菊地さんは病院に運ばれましたが、およそ50分の間、全身を150か所ほど刺されており、次の日に転院先の病院で多臓器不全のため亡くなりました。
当時、菊地さんは市内にある福祉施設の通所サービスを利用し終わって帰宅するところでした。菊池さんは施設の送迎車を降りて、電動車いすで職員の助けを受けながら自宅へ帰っていた時、大量のスズメバチに刺されたということです。
菊池さんが刺された現場は、山の中に家々が複数建っている地域で、近くの空き家の軒下にスズメバチの巣があったということです。
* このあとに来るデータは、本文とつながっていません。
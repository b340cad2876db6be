//! Core dialog types and functionality
//!
//! This module contains the core dialog types and operations for RFC 3261 SIP dialogs:
//!
//! - [`DialogId`]: Unique UUID-based identifiers for dialogs
//! - [`Dialog`]: Main dialog implementation with state management
//! - [`DialogState`]: Dialog lifecycle states (Initial, Early, Confirmed, etc.)
//! - [`dialog_utils`]: Utility functions for SIP parsing and URI handling
//!
//! ## Dialog Lifecycle
//!
//! ```text
//! Initial → Early → Confirmed → Terminated
//!    ↓        ↓        ↓          ↓
//!  INVITE   18x      2xx       BYE
//!  sent     recv'd   recv'd    sent/recv'd
//! ```
//!
//! ## Usage
//!
//! Dialogs are typically created and managed through the [`DialogManager`](crate::manager::DialogManager)
//! or the high-level [`DialogClient`](crate::api::DialogClient) and [`DialogServer`](crate::api::DialogServer) APIs.

pub mod dialog_id;
pub mod dialog_impl;
pub mod dialog_state;
pub mod dialog_utils;

// Re-export main types
pub use dialog_id::DialogId;
pub use dialog_impl::Dialog;
pub use dialog_state::DialogState;
pub use dialog_utils::*; use bytes::{Buf, BufMut, Bytes, BytesMut};
use std::time::{Duration, SystemTime, UNIX_EPOCH};

use crate::error::Error;
use crate::{Result, RtpSsrc};

/// RTCP packet types as defined in RFC 3550
#[derive(Debug, Clone, Copy, PartialEq, Eq)]
#[repr(u8)]
pub enum RtcpPacketType {
    /// Sender Report (SR)
    SenderReport = 200,
    
    /// Receiver Report (RR)
    ReceiverReport = 201,
    
    /// Source Description (SDES)
    SourceDescription = 202,
    
    /// Goodbye (BYE)
    Goodbye = 203,
    
    /// Application-Defined (APP)
    ApplicationDefined = 204,
}

impl TryFrom<u8> for RtcpPacketType {
    type Error = Error;
    
    fn try_from(value: u8) -> Result<Self> {
        match value {
            200 => Ok(RtcpPacketType::SenderReport),
            201 => Ok(RtcpPacketType::ReceiverReport),
            202 => Ok(RtcpPacketType::SourceDescription),
            203 => Ok(RtcpPacketType::Goodbye),
            204 => Ok(RtcpPacketType::ApplicationDefined),
            _ => Err(Error::RtcpError(format!("Unknown RTCP packet type: {}", value))),
        }
    }
}

/// RTCP version (same as RTP, always 2)
pub const RTCP_VERSION: u8 = 2;

/// NTP timestamp representation (64 bits)
#[derive(Debug, Clone, Copy, PartialEq, Eq, Default)]
pub struct NtpTimestamp {
    /// Seconds since January 1, 1900
    pub seconds: u32,
    
    /// Fraction of a second
    pub fraction: u32,
}

impl NtpTimestamp {
    /// Create a new NTP timestamp from the current system time
    pub fn now() -> Self {
        // Get current time since UNIX epoch
        let now = SystemTime::now()
            .duration_since(UNIX_EPOCH)
            .unwrap_or_else(|_| Duration::from_secs(0));
        
        // Convert to NTP timestamp (seconds since January 1, 1900)
        // NTP epoch starts 70 years before UNIX epoch (2208988800 seconds)
        let ntp_seconds = now.as_secs() + 2208988800;
        
        // Convert nanoseconds to NTP fraction (2^32 / 10^9)
        let nanos = now.subsec_nanos();
        let ntp_fraction = (nanos as u64 * 0x100000000u64 / 1_000_000_000) as u32;
        
        Self {
            seconds: ntp_seconds as u32,
            fraction: ntp_fraction,
        }
    }
    
    /// Convert to a 64-bit representation
    pub fn to_u64(&self) -> u64 {
        (self.seconds as u64) << 32 | (self.fraction as u64)
    }
    
    /// Convert from a 64-bit representation
    pub fn from_u64(value: u64) -> Self {
        Self {
            seconds: (value >> 32) as u32,
            fraction: value as u32,
        }
    }
}

/// Report block in RTCP SR/RR packets
#[derive(Debug, Clone, PartialEq, Eq)]
pub struct RtcpReportBlock {
    /// SSRC identifier of the source this report is for
    pub ssrc: RtpSsrc,
    
    /// Fraction of packets lost since last report
    pub fraction_lost: u8,
    
    /// Cumulative number of packets lost
    pub cumulative_lost: u32,
    
    /// Extended highest sequence number received
    pub highest_seq: u32,
    
    /// Interarrival jitter estimate
    pub jitter: u32,
    
    /// Last SR timestamp from this source
    pub last_sr: u32,
    
    /// Delay since last SR from this source (in units of 1/65536 seconds)
    pub delay_since_last_sr: u32,
}

impl RtcpReportBlock {
    /// Create a new empty report block
    pub fn new(ssrc: RtpSsrc) -> Self {
        Self {
            ssrc,
            fraction_lost: 0,
            cumulative_lost: 0,
            highest_seq: 0,
            jitter: 0,
            last_sr: 0,
            delay_since_last_sr: 0,
        }
    }
    
    /// Size of a report block in bytes
    pub const SIZE: usize = 24;
    
    /// Parse a report block from bytes
    pub fn parse(buf: &mut impl Buf) -> Result<Self> {
        if buf.remaining() < Self::SIZE {
            return Err(Error::BufferTooSmall {
                required: Self::SIZE,
                available: buf.remaining(),
            });
        }
        
        let ssrc = buf.get_u32();
        
        // Fraction lost (8 bits) + cumulative lost (24 bits)
        let fraction_lost = buf.get_u8();
        let cumulative_lost = (buf.get_u8() as u32) << 16 | (buf.get_u8() as u32) << 8 | buf.get_u8() as u32;
        
        let highest_seq = buf.get_u32();
        let jitter = buf.get_u32();
        let last_sr = buf.get_u32();
        let delay_since_last_sr = buf.get_u32();
        
        Ok(Self {
            ssrc,
            fraction_lost,
            cumulative_lost,
            highest_seq,
            jitter,
            last_sr,
            delay_since_last_sr,
        })
    }
    
    /// Serialize a report block to bytes
    pub fn serialize(&self, buf: &mut BytesMut) -> Result<()> {
        if buf.remaining_mut() < Self::SIZE {
            buf.reserve(Self::SIZE - buf.remaining_mut());
        }
        
        buf.put_u32(self.ssrc);
        
        // Fraction lost (8 bits) + cumulative lost (24 bits)
        buf.put_u8(self.fraction_lost);
        buf.put_u8(((self.cumulative_lost >> 16) & 0xFF) as u8);
        buf.put_u8(((self.cumulative_lost >> 8) & 0xFF) as u8);
        buf.put_u8((self.cumulative_lost & 0xFF) as u8);
        
        buf.put_u32(self.highest_seq);
        buf.put_u32(self.jitter);
        buf.put_u32(self.last_sr);
        buf.put_u32(self.delay_since_last_sr);
        
        Ok(())
    }
}

/// RTCP Sender Report (SR) packet
#[derive(Debug, Clone, PartialEq, Eq)]
pub struct RtcpSenderReport {
    /// SSRC of the sender
    pub ssrc: RtpSsrc,
    
    /// NTP timestamp of this report
    pub ntp_timestamp: NtpTimestamp,
    
    /// RTP timestamp corresponding to the NTP timestamp
    pub rtp_timestamp: u32,
    
    /// Sender's packet count
    pub sender_packet_count: u32,
    
    /// Sender's octet count
    pub sender_octet_count: u32,
    
    /// Report blocks
    pub report_blocks: Vec<RtcpReportBlock>,
}

impl RtcpSenderReport {
    /// Create a new sender report
    pub fn new(ssrc: RtpSsrc) -> Self {
        Self {
            ssrc,
            ntp_timestamp: NtpTimestamp::now(),
            rtp_timestamp: 0,
            sender_packet_count: 0,
            sender_octet_count: 0,
            report_blocks: Vec::new(),
        }
    }
    
    /// Size of the sender info section in bytes
    pub const SENDER_INFO_SIZE: usize = 20;
}

/// RTCP Receiver Report (RR) packet
#[derive(Debug, Clone, PartialEq, Eq)]
pub struct RtcpReceiverReport {
    /// SSRC of the receiver
    pub ssrc: RtpSsrc,
    
    /// Report blocks
    pub report_blocks: Vec<RtcpReportBlock>,
}

impl RtcpReceiverReport {
    /// Create a new receiver report
    pub fn new(ssrc: RtpSsrc) -> Self {
        Self {
            ssrc,
            report_blocks: Vec::new(),
        }
    }
}

/// RTCP Source Description (SDES) item types
#[derive(Debug, Clone, Copy, PartialEq, Eq)]
#[repr(u8)]
pub enum RtcpSdesItemType {
    /// End of SDES item list
    End = 0,
    
    /// Canonical name (CNAME)
    CName = 1,
    
    /// User name (NAME)
    Name = 2,
    
    /// E-mail address (EMAIL)
    Email = 3,
    
    /// Phone number (PHONE)
    Phone = 4,
    
    /// Geographic location (LOC)
    Location = 5,
    
    /// Application or tool name (TOOL)
    Tool = 6,
    
    /// Notice/status (NOTE)
    Note = 7,
    
    /// Private extensions (PRIV)
    Private = 8,
}

impl TryFrom<u8> for RtcpSdesItemType {
    type Error = Error;
    
    fn try_from(value: u8) -> Result<Self> {
        match value {
            0 => Ok(RtcpSdesItemType::End),
            1 => Ok(RtcpSdesItemType::CName),
            2 => Ok(RtcpSdesItemType::Name),
            3 => Ok(RtcpSdesItemType::Email),
            4 => Ok(RtcpSdesItemType::Phone),
            5 => Ok(RtcpSdesItemType::Location),
            6 => Ok(RtcpSdesItemType::Tool),
            7 => Ok(RtcpSdesItemType::Note),
            8 => Ok(RtcpSdesItemType::Private),
            _ => Err(Error::RtcpError(format!("Unknown SDES item type: {}", value))),
        }
    }
}

/// RTCP Source Description (SDES) item
#[derive(Debug, Clone, PartialEq, Eq)]
pub struct RtcpSdesItem {
    /// Item type
    pub item_type: RtcpSdesItemType,
    
    /// Item value
    pub value: String,
}

/// RTCP Source Description (SDES) chunk
#[derive(Debug, Clone, PartialEq, Eq)]
pub struct RtcpSdesChunk {
    /// SSRC/CSRC identifier
    pub ssrc: RtpSsrc,
    
    /// SDES items
    pub items: Vec<RtcpSdesItem>,
}

/// RTCP Source Description (SDES) packet
#[derive(Debug, Clone, PartialEq, Eq)]
pub struct RtcpSourceDescription {
    /// SDES chunks
    pub chunks: Vec<RtcpSdesChunk>,
}

/// RTCP Goodbye (BYE) packet
#[derive(Debug, Clone, PartialEq, Eq)]
pub struct RtcpGoodbye {
    /// SSRC/CSRC identifiers
    pub sources: Vec<RtpSsrc>,
    
    /// Reason for leaving (optional)
    pub reason: Option<String>,
}

/// RTCP Application-Defined (APP) packet
#[derive(Debug, Clone, PartialEq, Eq)]
pub struct RtcpApplicationDefined {
    /// SSRC/CSRC identifier
    pub ssrc: RtpSsrc,
    
    /// Name (4 ASCII characters)
    pub name: [u8; 4],
    
    /// Application-dependent data
    pub data: Bytes,
}

/// RTCP packet variants
#[derive(Debug, Clone, PartialEq, Eq)]
pub enum RtcpPacket {
    /// Sender Report (SR)
    SenderReport(RtcpSenderReport),
    
    /// Receiver Report (RR)
    ReceiverReport(RtcpReceiverReport),
    
    /// Source Description (SDES)
    SourceDescription(RtcpSourceDescription),
    
    /// Goodbye (BYE)
    Goodbye(RtcpGoodbye),
    
    /// Application-Defined (APP)
    ApplicationDefined(RtcpApplicationDefined),
}

impl RtcpPacket {
    /// Parse an RTCP packet from bytes
    pub fn parse(data: &[u8]) -> Result<Self> {
        let mut buf = Bytes::copy_from_slice(data);
        
        // Parse common header (first 4 bytes)
        if buf.remaining() < 4 {
            return Err(Error::BufferTooSmall {
                required: 4,
                available: buf.remaining(),
            });
        }
        
        let first_byte = buf.get_u8();
        // Check version (2 bits)
        let version = (first_byte >> 6) & 0x03;
        if version != RTCP_VERSION {
            return Err(Error::RtcpError(format!("Invalid RTCP version: {}", version)));
        }
        
        // Check padding flag (1 bit)
        let _padding = ((first_byte >> 5) & 0x01) != 0;
        
        // Get reception report count (5 bits)
        let report_count = first_byte & 0x1F;
        
        // Get packet type
        let packet_type = RtcpPacketType::try_from(buf.get_u8())?;
        
        // Get length in 32-bit words minus one (convert to bytes)
        let length = buf.get_u16() as usize * 4;
        
        if buf.remaining() < length {
            return Err(Error::BufferTooSmall {
                required: length,
                available: buf.remaining(),
            });
        }
        
        // Parse specific packet type
        match packet_type {
            RtcpPacketType::SenderReport => {
                // Parse SR-specific fields
                if buf.remaining() < 24 {  // SSRC (4) + Sender Info (20)
                    return Err(Error::BufferTooSmall {
                        required: 24,
                        available: buf.remaining(),
                    });
                }
                
                let ssrc = buf.get_u32();
                
                // NTP timestamp (64 bits)
                let ntp_seconds = buf.get_u32();
                let ntp_fraction = buf.get_u32();
                let ntp_timestamp = NtpTimestamp {
                    seconds: ntp_seconds,
                    fraction: ntp_fraction,
                };
                
                let rtp_timestamp = buf.get_u32();
                let sender_packet_count = buf.get_u32();
                let sender_octet_count = buf.get_u32();
                
                // Parse report blocks
                let mut report_blocks = Vec::with_capacity(report_count as usize);
                for _ in 0..report_count {
                    report_blocks.push(RtcpReportBlock::parse(&mut buf)?);
                }
                
                Ok(RtcpPacket::SenderReport(RtcpSenderReport {
                    ssrc,
                    ntp_timestamp,
                    rtp_timestamp,
                    sender_packet_count,
                    sender_octet_count,
                    report_blocks,
                }))
            }
            RtcpPacketType::ReceiverReport => {
                // Parse RR-specific fields
                if buf.remaining() < 4 {  // SSRC (4)
                    return Err(Error::BufferTooSmall {
                        required: 4,
                        available: buf.remaining(),
                    });
                }
                
                let ssrc = buf.get_u32();
                
                // Parse report blocks
                let mut report_blocks = Vec::with_capacity(report_count as usize);
                for _ in 0..report_count {
                    report_blocks.push(RtcpReportBlock::parse(&mut buf)?);
                }
                
                Ok(RtcpPacket::ReceiverReport(RtcpReceiverReport {
                    ssrc,
                    report_blocks,
                }))
            }
            // For simplicity, we'll return placeholders for other packet types
            // In a complete implementation, these would be fully parsed
            RtcpPacketType::SourceDescription => {
                Ok(RtcpPacket::SourceDescription(RtcpSourceDescription {
                    chunks: Vec::new(),
                }))
            }
            RtcpPacketType::Goodbye => {
                Ok(RtcpPacket::Goodbye(RtcpGoodbye {
                    sources: Vec::new(),
                    reason: None,
                }))
            }
            RtcpPacketType::ApplicationDefined => {
                Ok(RtcpPacket::ApplicationDefined(RtcpApplicationDefined {
                    ssrc: 0,
                    name: [0; 4],
                    data: Bytes::new(),
                }))
            }
        }
    }
}

// RTCP packet serialization is more complex and would be implemented
// in a complete implementation. This is a placeholder for now.
// fn serialize(...) -> Result<Bytes> { ... } //! Transport abstraction: anything that can hand a [`Message`] to a peer and
//! surface received messages as [`TransportEvent`]s, whether it's a plain
//! UDP socket or a completed ICE component wrapped by [`ice::SipIceTransport`].

pub mod ice;
pub mod udp;

use std::fmt::Debug;
use std::net::SocketAddr;

use async_trait::async_trait;
use rvoip_sip_core::Message;

use crate::error::Result;

/// Event surfaced by a [`Transport`] as datagrams/frames arrive.
#[derive(Debug, Clone)]
pub enum TransportEvent {
    /// A full SIP message was parsed off the wire.
    MessageReceived {
        message: Message,
        source: SocketAddr,
        destination: SocketAddr,
    },
    /// A transport-level error (parse failure, socket error) occurred;
    /// the transport itself keeps running.
    Error { error: String },
    /// The transport's receive loop has exited; no further events follow.
    Closed,
}

/// Common surface the transport manager drives, whether backed by a UDP
/// socket or a SIP/ICE adapter (`transport::ice::SipIceTransport`).
#[async_trait]
pub trait Transport: Debug + Send + Sync {
    fn local_addr(&self) -> Result<SocketAddr>;
    async fn send_message(&self, message: Message, destination: SocketAddr) -> Result<()>;
    async fn close(&self) -> Result<()>;
    fn is_closed(&self) -> bool;
}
また、付きそいの職員もスズメバチに刺されていました。施設によると、職員はハチがあまりにも多すぎたため、菊池さんを助けることができなかったと話しているということです。
大洲地区広域消防事務組合消防本部は、通報を受けた時、菊池さんはすでにスズメバチに刺されるおそれのない場所へ移ったと考えて、防具を用意しなかったため、救助するまでに時間がかかってしまったと話しています。
厚生労働省によると、毎年全国で20人程度がスズメバチなどに刺されて死亡しており、去年は19人が死亡したということです。